The CIO's guide to Kubernetes

February 20, 2019

What is Kubernetes?

In a nutshell, Kubernetes is a system for managing application containers. Many people refer to what Kubernetes and similar technologies do using a slightly more technical term: container orchestration. Kubernetes was originally created at Google as a broadly accessible implementation (although by no means a clone) of its Borg and Omega cluster-management systems, and was released as an open source project in 2014.
 
Since then, people have launched untold numbers of Kubernetes clusters and its contributor base counts in the thousands. Google is still the leading corporate contributor, although there are now hundreds of software vendors from around the world that also contribute—from startups to giants like Microsoft. The large, active community has helped Kubernetes add features at a remarkable rate, and although it’s still relatively unpolished from a user-experience perspective, many end-user companies (including large enterprises) are experimenting with Kubernetes and even running it in production.
 
Kubernetes is one of an ecosystem of related open source projects managed by the Cloud Native Computing Foundation (CNCF), a Linux Foundation organization, that’s focused on microservices and other distributed computing technologies, and that has dozens of member companies. If you can think of a relevant software company or cloud provider (or, increasingly, end-user company), the chances are it’s a CNCF member.
 
The question of why Kubernetes is so popular is best answered as two separate questions, with the first being “Why did container orchestration become a thing?” The answer to this is relatively straightforward: Because Docker containers and microservices both took off like wildfire several years ago. Docker containers took off because they were a relatively simple (and open source) way for developers to package an application and all its dependencies (OS, database, etc.) on a laptop and then deploy it to a server unchanged. Microservices took off because many people believe that type of architecture—where an application is broken down into its component parts, which are then managed individually—is an improvement over monolithic architectures in terms of manageability, scalability, deployment and other factors.
 
Naturally, containers became the default packaging for many of these microservices, which can range in number from several to several hundred depending on the application. Multiply that across an organization, even if it’s only re-architecting a small fraction of its applications, and you can see where problems might start to arise. You’re managing myriad containers and services with various properties (duration, function, permissions, etc.) and relationships to each other, and you need something to manage it all. That something is container orchestration.
 
An alternative, or perhaps parallel, explanation, is that some people view containers not so much as a way of packaging microservices, but instead as a more granular form of virtualization. The idea here is that rather than just partition servers into virtual machines using a hypervisor (or renting a cloud instance), organizations can take efficiency to the next level by running multiple applications inside containers on those VMs. This view of the world can support a more traditional lift-and-shift (as opposed to re-architecture) approach to adopting new technologies, but it still requires an orchestration layer to manage all those containers.
 
Which brings us to the question of “Why is Kubernetes so popular?” The answer here is that although Kubernetes wasn’t the first container orchestration platform—and arguably wasn’t the best when it was launched—the world bought the vision that Google was selling. And, in true open source fashion, network effects came into play quickly: as the community of developers and engineers experimenting and contributing to Kubernetes grew, software vendors and cloud providers followed along. 
 
Left with a choice between developing their own container orchestration platforms in relative solitude or embracing Kubernetes and its huge, fast-moving community, the IT world by and large chose the latter. As it turns out, microservices and container orchestration are very promising to to a lot of potential buyers, which is why nearly every vendor selling anything to do with cloud computing, devops, data management or infrastructure now has a Kubernetes play.
 
For a more detailed description of how Kubernetes works, read this explanation by the Kubernetes project team.
 

How does it relate to other things I care about?

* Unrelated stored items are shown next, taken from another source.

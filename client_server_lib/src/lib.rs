//! Fleetdash types shared between the proxy server and its clients.
//!
//! SPDX-License-Identifier: GPL-3.0-or-later

pub mod auth;
pub mod series;
pub mod telemetry;
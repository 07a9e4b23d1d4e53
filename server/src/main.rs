//! Fleetdash proxy server.
//! Attaches a freshly exchanged bearer token to dashboard requests and
//! relays them to the cloud backend.
//!
//! SPDX-License-Identifier: GPL-3.0-or-later

#[macro_use]
extern crate log;

use std::sync::Arc;

use fleetdash_client_server_lib::series::{build_series, parse_field_list};
use fleetdash_client_server_lib::telemetry::records_from_json;
use fleetdash_server_backbone::types::{
    ErrorBody, ServerStatus, MSG_INTERNAL, MSG_INVALID_REQUEST, MSG_MISSING_REFRESH_TOKEN,
    MSG_NOT_FOUND,
};
use fleetdash_server_backbone::HttpMethod;
use rocket::http::uri::Origin;
use rocket::http::Status;
use rocket::serde::json::Json;
use rocket::{catch, catchers, get, launch, post, routes, Build, Rocket, State};
use serde_json::Value;
use url::form_urlencoded;

mod auth;
mod config;
mod error;
mod oauth;
mod upstream;


use crate::auth::{CookieError, RefreshCookie};
use crate::config::{ServerConfig, UpstreamTarget};
use crate::error::ProxyError;
use crate::oauth::{OidcTokenExchange, SharedTokenExchange};
use crate::upstream::{HttpUpstream, SharedUpstream, UpstreamRequest, UpstreamResponse};

type Relayed = (Status, Json<Value>);

fn relay(response: UpstreamResponse) -> Relayed {
    (Status::new(response.status), Json(response.body))
}

/// Exchange the caller's refresh token and forward one request upstream.
#[allow(clippy::too_many_arguments)]
async fn forward(
    cookie: Result<RefreshCookie, CookieError>,
    config: &ServerConfig,
    tokens: &SharedTokenExchange,
    upstream: &SharedUpstream,
    target: UpstreamTarget,
    method: HttpMethod,
    query: Option<&str>,
    body: Option<&Value>,
) -> Result<UpstreamResponse, ProxyError> {
    let cookie = cookie.map_err(|_| ProxyError::MissingRefreshToken)?;
    let url = config
        .upstream_url(target)
        .ok_or(ProxyError::Misconfigured(target.name()))?;

    let access_token = tokens.exchange(&cookie.token).await?;

    let response = upstream
        .forward(UpstreamRequest {
            method,
            url,
            bearer: &access_token,
            query,
            body,
        })
        .await?;

    if response.is_success() {
        debug!("[PROXY] {} upstream answered {}", target.name(), response.status);
    } else {
        info!("[PROXY] {} upstream answered {}", target.name(), response.status);
    }
    Ok(response)
}

#[get("/api/telemetry/history")]
async fn history(
    cookie: Result<RefreshCookie, CookieError>,
    origin: &Origin<'_>,
    config: &State<ServerConfig>,
    tokens: &State<SharedTokenExchange>,
    upstream: &State<SharedUpstream>,
) -> Result<Relayed, ProxyError> {
    let query = origin.query();
    let query = query.as_ref().map(|q| q.as_str());
    forward(
        cookie,
        config,
        tokens,
        upstream,
        UpstreamTarget::History,
        HttpMethod::Get,
        query,
        None,
    )
    .await
    .map(relay)
}

#[get("/api/telemetry/latest")]
async fn latest(
    cookie: Result<RefreshCookie, CookieError>,
    config: &State<ServerConfig>,
    tokens: &State<SharedTokenExchange>,
    upstream: &State<SharedUpstream>,
) -> Result<Relayed, ProxyError> {
    forward(
        cookie,
        config,
        tokens,
        upstream,
        UpstreamTarget::Latest,
        HttpMethod::Get,
        None,
        None,
    )
    .await
    .map(relay)
}

#[post("/api/devices/command", data = "<data>")]
async fn command(
    cookie: Result<RefreshCookie, CookieError>,
    data: String,
    config: &State<ServerConfig>,
    tokens: &State<SharedTokenExchange>,
    upstream: &State<SharedUpstream>,
) -> Result<Relayed, ProxyError> {
    // The cookie is checked before the body so an anonymous caller always sees 401.
    let cookie = Ok(cookie.map_err(|_| ProxyError::MissingRefreshToken)?);
    let body: Value =
        serde_json::from_str(&data).map_err(|e| ProxyError::InvalidRequest(e.to_string()))?;

    forward(
        cookie,
        config,
        tokens,
        upstream,
        UpstreamTarget::Command,
        HttpMethod::Post,
        None,
        Some(&body),
    )
    .await
    .map(relay)
}

/// Split `fields=a,b` off the incoming query; the rest goes upstream untouched.
fn split_series_query(raw: Option<&str>) -> (Vec<String>, Option<String>) {
    let mut fields = Vec::new();
    let mut rest = form_urlencoded::Serializer::new(String::new());
    let mut forwarded = 0;

    for (key, value) in form_urlencoded::parse(raw.unwrap_or_default().as_bytes()) {
        if key == "fields" {
            fields.extend(parse_field_list(&value));
        } else {
            rest.append_pair(&key, &value);
            forwarded += 1;
        }
    }

    let rest = rest.finish();
    (fields, (forwarded > 0).then_some(rest))
}

#[get("/api/telemetry/series")]
async fn series(
    cookie: Result<RefreshCookie, CookieError>,
    origin: &Origin<'_>,
    config: &State<ServerConfig>,
    tokens: &State<SharedTokenExchange>,
    upstream: &State<SharedUpstream>,
) -> Result<Relayed, ProxyError> {
    let cookie = Ok(cookie.map_err(|_| ProxyError::MissingRefreshToken)?);
    let raw_query = origin.query();
    let (fields, query) = split_series_query(raw_query.as_ref().map(|q| q.as_str()));
    if fields.is_empty() {
        return Err(ProxyError::InvalidRequest("no fields requested".into()));
    }

    let response = forward(
        cookie,
        config,
        tokens,
        upstream,
        UpstreamTarget::History,
        HttpMethod::Get,
        query.as_deref(),
        None,
    )
    .await?;

    if !response.is_success() {
        return Ok(relay(response));
    }

    let records = records_from_json(response.body)
        .map_err(|e| ProxyError::UpstreamPayload(e.to_string()))?;
    let table = build_series(&records, &fields);
    let body =
        serde_json::to_value(&table).map_err(|e| ProxyError::UpstreamPayload(e.to_string()))?;

    Ok((Status::Ok, Json(body)))
}

#[get("/status")]
fn status() -> Json<ServerStatus> {
    Json(ServerStatus { ok: true })
}

#[catch(400)]
fn bad_request() -> Json<ErrorBody> {
    Json(ErrorBody::new(MSG_INVALID_REQUEST))
}

#[catch(401)]
fn unauthorized() -> Json<ErrorBody> {
    Json(ErrorBody::new(MSG_MISSING_REFRESH_TOKEN))
}

#[catch(404)]
fn not_found() -> Json<ErrorBody> {
    Json(ErrorBody::new(MSG_NOT_FOUND))
}

#[catch(422)]
fn unprocessable() -> Json<ErrorBody> {
    Json(ErrorBody::new(MSG_INVALID_REQUEST))
}

#[catch(500)]
fn internal_error() -> Json<ErrorBody> {
    Json(ErrorBody::new(MSG_INTERNAL))
}

pub fn build(
    config: ServerConfig,
    tokens: SharedTokenExchange,
    upstream: SharedUpstream,
) -> Rocket<Build> {
    let mut rocket_config = rocket::Config {
        port: config.port,
        ..rocket::Config::default()
    };
    if let Some(address) = config.address {
        rocket_config.address = address;
    }

    rocket::custom(rocket_config)
        .manage(config)
        .manage(tokens)
        .manage(upstream)
        .mount("/", routes![history, latest, command, series, status])
        .register(
            "/",
            catchers![
                bad_request,
                unauthorized,
                not_found,
                unprocessable,
                internal_error
            ],
        )
}

#[launch]
fn rocket() -> _ {
    env_logger::Builder::from_env(env_logger::Env::default().default_filter_or("info")).init();

    let config = ServerConfig::from_env();
    config.report();

    let tokens: SharedTokenExchange = Arc::new(
        OidcTokenExchange::new(
            config.token_endpoint.clone(),
            config.client_id.clone(),
            config.client_secret.clone(),
        )
        .expect("Failed to build token exchange client"),
    );
    let upstream: SharedUpstream =
        Arc::new(HttpUpstream::new().expect("Failed to build upstream client"));

    info!(
        "Starting fleetdash proxy on port {} (refresh cookie: {})",
        config.port, config.refresh_cookie
    );

    build(config, tokens, upstream)
}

Kubernetes, like all other enterprise technologies, is not the be-all, end-all to problems that IT organizations face, and does not operate in a vacuum. If you’re considering deploying Kubernetes, the chances are you’ve also deployed, considered, or at least read about other next-big-thing technologies over the past several years. Because there’s merit to all of those things, it’s worth thinking about how they relate to Kubernetes and why there’s likely a place for all of them in your data center (or cloud).
 

Containers

As explained above, Kubernetes and containers are intrinsically connected. Without containers—at least for the time being—there’s no use for Kubernetes. They are the unit of packaging with which it is concerned. Even as the project evolves to address new abstractions such as serverless computing (aka functions or lambdas), Kubernetes is still spinning up containers in order to execute tasks.
 
If there’s one major shift that has taken place (aside from new features and capabilities), it’s the decoupling of Kubernetes from the Docker container runtime. While Docker is still the most popular format among the vast majority of Kubernetes users (and container users overall), Kubernetes support for the Open Container Initiative format opens it up to a broader potential range of applications. Essentially, Kubernetes is becoming the center of value in the container universe, while containers themselves become commodities.
 
However, the idea of containers predates even Docker* and extends beyond it. If the concern is simply around resource isolation and efficient resource utilization, rather than everything that comes with packaging and consuming applications as Docker containers, technologies such as Linux cgroups, Cloud Foundry, and others support the containerization of workloads in their own native ways.
 
(*”Docker,” in this case, is used as a catch-all term referring to the original open source container format and runtime. In 2017, Docker—the commercial entity—moved many of those core pieces into an open source project called Moby, but most people still just say “Docker” (and occasionally “docker” with a lowercase d to distinguish from the commercial entity).)
 

Cloud-native computing

Because it’s the flagship CNCF project and has garnered so much popularity, Kubernetes is generally considered the epicenter of the cloud-native world. However, Kubernetes isn’t technically a requirement for doing cloud-native computing, nor is it the only technology necessary to manage cloud-native applications. That being said, many organizations’ cloud-native strategies do begin with Kubernetes, and most (if not all) CNCF projects include Kubernetes compatibility as a first-order feature.
 
Cloud-native computing is typically defined more generally as the practice of building applications that are designed to take advantage of the cloud computing delivery model. In practice, this means microservices architectures; “new” service packaging such as containers or “serverless” functions; and application-lifecycle advances such as continuous testing, monitoring and delivery. Depending on user preferences, the tools for doing cloud-native computing can be done in the cloud or locally, and utilize open source or proprietary tools/services.
 
However, doing cloud-native responsibly means complementing a container-orchestration platform (Kubernetes or something else) with a collection of other tools around, among other things, application management, CI/CD, security, monitoring, networking and service discovery. This is especially true when using pure open source tools that don’t package up necessary components and capabilities out of the box. The CNCF landscape chart above gives an idea of how large and complex this ecosystem can be.
 
 

Platform as a Service (PaaS)

Kubernetes, and container orchestration generally, is often positioned as a more modern alternative to PaaS—an approach to saving developers from underlying infrastructure concerns that first caught on with offerings such as Cloud Foundry, Heroku and Google App Engine. This is mostly incorrect, and based largely on the notion that more customization is necessarily better.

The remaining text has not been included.